## Task objective
Could you return the lines below exactly, from the first line up to and including the line that holds "into 500 responses"?

## Material provided
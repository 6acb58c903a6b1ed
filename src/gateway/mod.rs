//! Axum-based HTTP dispatcher for the emulated device API.
//!
//! Single entry point sequencing the cross-cutting concerns:
//! - CORS preflight handled uniformly for every path
//! - body limits (64KB) and request timeouts (30s), handled by tower-http
//! - the auth gate (see `crate::auth`) applied to every route
//! - a failure boundary converting handler panics into 500 responses
//!   instead of tearing the connection down
//!
//! Routing is by path prefix: probes, SSE stream, JSON API, debug
//! introspection, and the embedded static tree as the fallback.

pub mod assets;
pub mod handlers;
pub mod ops;
pub mod routes;

use crate::auth;
use crate::config::{Config, OperatingMode, SimulationConfig};
use crate::content::MemoStore;
use crate::session::{self, SessionStore};
use anyhow::Result;
use axum::extract::{Request, State};
use axum::http::{header, HeaderMap, HeaderValue, StatusCode};
use axum::middleware::Next;
use axum::response::sse::{Event, KeepAlive, Sse};
use axum::response::{IntoResponse, Json, Redirect, Response};
use axum::routing::{get, post};
use axum::Router;
use futures_util::future::FutureExt;
use futures_util::stream::Stream;
use futures_util::StreamExt;
use parking_lot::Mutex;
use serde_json::{json, Value};
use std::convert::Infallible;
use std::net::SocketAddr;
use std::panic::AssertUnwindSafe;
use std::sync::Arc;
use std::time::{Duration, Instant};
use tokio_stream::wrappers::IntervalStream;
use tower_http::cors::{Any, CorsLayer};
use tower_http::limit::RequestBodyLimitLayer;
use tower_http::timeout::TimeoutLayer;

/// Maximum request body size (64KB) — prevents memory exhaustion
pub const MAX_BODY_SIZE: usize = 65_536;
/// Request timeout (30s) — simulated delays stay well below this
pub const REQUEST_TIMEOUT_SECS: u64 = 30;
/// Cadence of the SSE printer-discovery stream.
const SSE_UPDATE_INTERVAL_SECS: u64 = 5;

/// Shared state for all axum handlers
#[derive(Clone)]
pub struct AppState {
    /// Operating mode, fixed at process start — never toggled mid-request.
    pub mode: OperatingMode,
    pub sessions: Arc<SessionStore>,
    /// The nested device document served and mutated by `/api/config`.
    pub device_config: Arc<Mutex<Value>>,
    pub memos: Arc<MemoStore>,
    /// In-flight flags for the long-running test operations.
    pub tests: Arc<ops::TestGuard>,
    pub simulation: Arc<SimulationConfig>,
    /// Identity the emulator announces on the discovery stream.
    pub printer_id: Arc<str>,
    pub started_at: Instant,
}

impl AppState {
    pub fn new(mode: OperatingMode, config: &Config) -> Self {
        Self {
            mode,
            sessions: Arc::new(SessionStore::new(Duration::from_secs(
                config.session.timeout_secs,
            ))),
            device_config: Arc::new(Mutex::new(crate::config::default_device_document())),
            memos: Arc::new(MemoStore::default()),
            tests: Arc::new(ops::TestGuard::default()),
            simulation: Arc::new(config.simulation.clone()),
            printer_id: Arc::from(uuid::Uuid::new_v4().to_string()),
            started_at: Instant::now(),
        }
    }
}

/// Run the emulator gateway until the process is stopped.
pub async fn run(mode: OperatingMode, config: Config) -> Result<()> {
    let addr: SocketAddr = format!("{}:{}", config.gateway.host, config.gateway.port).parse()?;
    let listener = tokio::net::TcpListener::bind(addr).await?;
    let actual = listener.local_addr()?;

    let state = AppState::new(mode, &config);
    let _sweeper = session::spawn_sweeper(
        state.sessions.clone(),
        Duration::from_secs(config.session.sweep_interval_secs),
    );

    let app = build_router(state);

    tracing::info!(
        %actual,
        ?mode,
        "emulator listening — open http://{actual}/ in a browser"
    );
    axum::serve(listener, app).await?;
    Ok(())
}

/// Assemble the full middleware + route stack. Split out so tests can
/// drive the real router without binding a socket.
pub fn build_router(state: AppState) -> Router {
    // ── CORS — dev frontends run on their own origin ──
    let cors = CorsLayer::new()
        .allow_origin(Any)
        .allow_methods([
            axum::http::Method::GET,
            axum::http::Method::POST,
            axum::http::Method::PUT,
            axum::http::Method::DELETE,
            axum::http::Method::OPTIONS,
        ])
        .allow_headers([header::CONTENT_TYPE])
        .max_age(Duration::from_secs(3600));

    let mut router = Router::new()
        .route("/", get(handle_index))
        .route("/index.html", get(handle_index))
        .route("/mqtt-printers", get(handle_printer_events))
        .route("/generate_204", get(handle_generate_204))
        .route("/hotspot-detect.html", get(handle_probe_page))
        .route("/connectivity-check.html", get(handle_probe_page))
        .route("/ncsi.txt", get(handle_ncsi))
        .route("/debug/assets", get(assets::handle_debug_assets))
        .route("/api/routes", get(handlers::handle_routes))
        .route("/api/diagnostics", get(handlers::handle_diagnostics))
        .route(
            "/api/config",
            get(handlers::handle_config_get).post(handlers::handle_config_post),
        )
        .route("/api/wifi-scan", get(handlers::handle_wifi_scan))
        .route("/api/test-wifi", post(handlers::handle_test_wifi))
        .route("/api/test-mqtt", post(handlers::handle_test_mqtt))
        .route("/api/timezones", get(handlers::handle_timezones))
        .route("/api/joke", get(handlers::handle_joke))
        .route("/api/quote", get(handlers::handle_quote))
        .route("/api/riddle", get(handlers::handle_riddle))
        .route("/api/print-local", post(handlers::handle_print_local))
        .route(
            "/api/memo/{id}",
            get(handlers::handle_memo_get).post(handlers::handle_memo_post),
        )
        .route(
            "/api/memos",
            get(handlers::handle_memos_get).post(handlers::handle_memos_post),
        );

    // Provisioning-only surface: absent (404) in normal mode.
    if state.mode == OperatingMode::Provisioning {
        router = router.route(
            "/api/setup",
            get(handlers::handle_setup_get).post(handlers::handle_setup_post),
        );
    }

    router
        .fallback(assets::static_handler)
        .layer(axum::middleware::from_fn_with_state(
            state.clone(),
            auth::require_session,
        ))
        .with_state(state)
        .layer(cors)
        .layer(RequestBodyLimitLayer::new(MAX_BODY_SIZE))
        .layer(TimeoutLayer::with_status_code(
            StatusCode::REQUEST_TIMEOUT,
            Duration::from_secs(REQUEST_TIMEOUT_SECS),
        ))
        .layer(axum::middleware::from_fn(failure_boundary))
}

// ══════════════════════════════════════════════════════════════════════════════
// DISPATCHER MIDDLEWARE
// ══════════════════════════════════════════════════════════════════════════════

/// Outermost failure boundary: a panic anywhere below becomes a logged 500
/// instead of a dropped connection. API paths get a structured error body;
/// everything else gets the fallback page.
async fn failure_boundary(request: Request, next: Next) -> Response {
    let path = request.uri().path().to_owned();
    match AssertUnwindSafe(next.run(request)).catch_unwind().await {
        Ok(response) => response,
        Err(panic) => {
            let detail = panic_detail(panic.as_ref());
            tracing::error!(%path, %detail, "handler panicked; responding 500");
            if path.starts_with("/api/") {
                (
                    StatusCode::INTERNAL_SERVER_ERROR,
                    Json(json!({"error": "Internal server error"})),
                )
                    .into_response()
            } else {
                assets::error_page()
            }
        }
    }
}

fn panic_detail(panic: &(dyn std::any::Any + Send)) -> String {
    if let Some(s) = panic.downcast_ref::<&str>() {
        (*s).to_string()
    } else if let Some(s) = panic.downcast_ref::<String>() {
        s.clone()
    } else {
        "non-string panic payload".to_string()
    }
}

// ══════════════════════════════════════════════════════════════════════════════
// PAGE + PROBE HANDLERS
// ══════════════════════════════════════════════════════════════════════════════

/// GET / and /index.html — the sole session-issuance point. A request
/// without a live session gets a fresh one attached as a cookie; expiry on
/// a page load is therefore silent.
async fn handle_index(State(state): State<AppState>, headers: HeaderMap) -> Response {
    if state.mode == OperatingMode::Provisioning {
        return Redirect::temporary("/setup.html").into_response();
    }

    let mut response = assets::serve("index.html").unwrap_or_else(assets::not_found_page);

    let addr = auth::client_addr(&headers);
    let has_session = auth::session_token_from_headers(&headers)
        .is_some_and(|token| state.sessions.validate(&token, addr));
    if !has_session {
        let token = state.sessions.create(addr);
        let cookie = auth::session_cookie_value(&token, state.sessions.timeout());
        if let Ok(value) = HeaderValue::from_str(&cookie) {
            response.headers_mut().append(header::SET_COOKIE, value);
        }
    }
    response
}

/// In provisioning mode every OS connectivity probe redirects to the setup
/// page — that is what pops the captive-portal sheet on phones. In normal
/// mode the probes answer success so clients consider the network healthy.
fn captive_redirect(mode: OperatingMode) -> Option<Response> {
    (mode == OperatingMode::Provisioning)
        .then(|| Redirect::temporary("/setup.html").into_response())
}

/// GET /generate_204 — Android-style connectivity probe.
async fn handle_generate_204(State(state): State<AppState>) -> Response {
    captive_redirect(state.mode).unwrap_or_else(|| StatusCode::NO_CONTENT.into_response())
}

/// GET /hotspot-detect.html and /connectivity-check.html.
async fn handle_probe_page(State(state): State<AppState>) -> Response {
    captive_redirect(state.mode).unwrap_or_else(|| {
        (
            [(header::CONTENT_TYPE, "text/html")],
            "<html><body>OK</body></html>",
        )
            .into_response()
    })
}

/// GET /ncsi.txt — Windows connectivity indicator.
async fn handle_ncsi(State(state): State<AppState>) -> Response {
    captive_redirect(state.mode)
        .unwrap_or_else(|| ([(header::CONTENT_TYPE, "text/plain")], "Microsoft NCSI").into_response())
}

/// GET /mqtt-printers — SSE discovery stream. The emulator announces
/// itself as the only online printer, refreshed on a fixed cadence.
async fn handle_printer_events(
    State(state): State<AppState>,
) -> Sse<impl Stream<Item = Result<Event, Infallible>>> {
    let ticker = tokio::time::interval(Duration::from_secs(SSE_UPDATE_INTERVAL_SECS));
    let stream = IntervalStream::new(ticker).map(move |_| {
        Ok(Event::default()
            .event("printer-update")
            .data(discovered_printers(&state).to_string()))
    });
    Sse::new(stream).keep_alive(KeepAlive::default())
}

fn discovered_printers(state: &AppState) -> Value {
    let doc = state.device_config.lock();
    json!({
        "discovered_printers": [{
            "printerId": state.printer_id.as_ref(),
            "name": doc["device"]["owner"].clone(),
            "firmwareVersion": env!("CARGO_PKG_VERSION"),
            "ipAddress": "127.0.0.1",
            "status": "online",
            "timezone": doc["device"]["timezone"].clone(),
        }],
        "count": 1,
        "ourPrinterId": state.printer_id.as_ref(),
    })
}

// ══════════════════════════════════════════════════════════════════════════════
// TESTS
// ══════════════════════════════════════════════════════════════════════════════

## Response to the task
repository 6acb58c903a6b1ed
filename src/gateway/mod.rs
//! Axum-based HTTP dispatcher for the emulated device API.
//!
//! Single entry point sequencing the cross-cutting concerns:
//! - CORS preflight handled uniformly for every path
//! - body limits (64KB) and request timeouts (30s), handled by tower-http
//! - the auth gate (see `crate::auth`) applied to every route
//! - a failure boundary converting handler panics into 500 responses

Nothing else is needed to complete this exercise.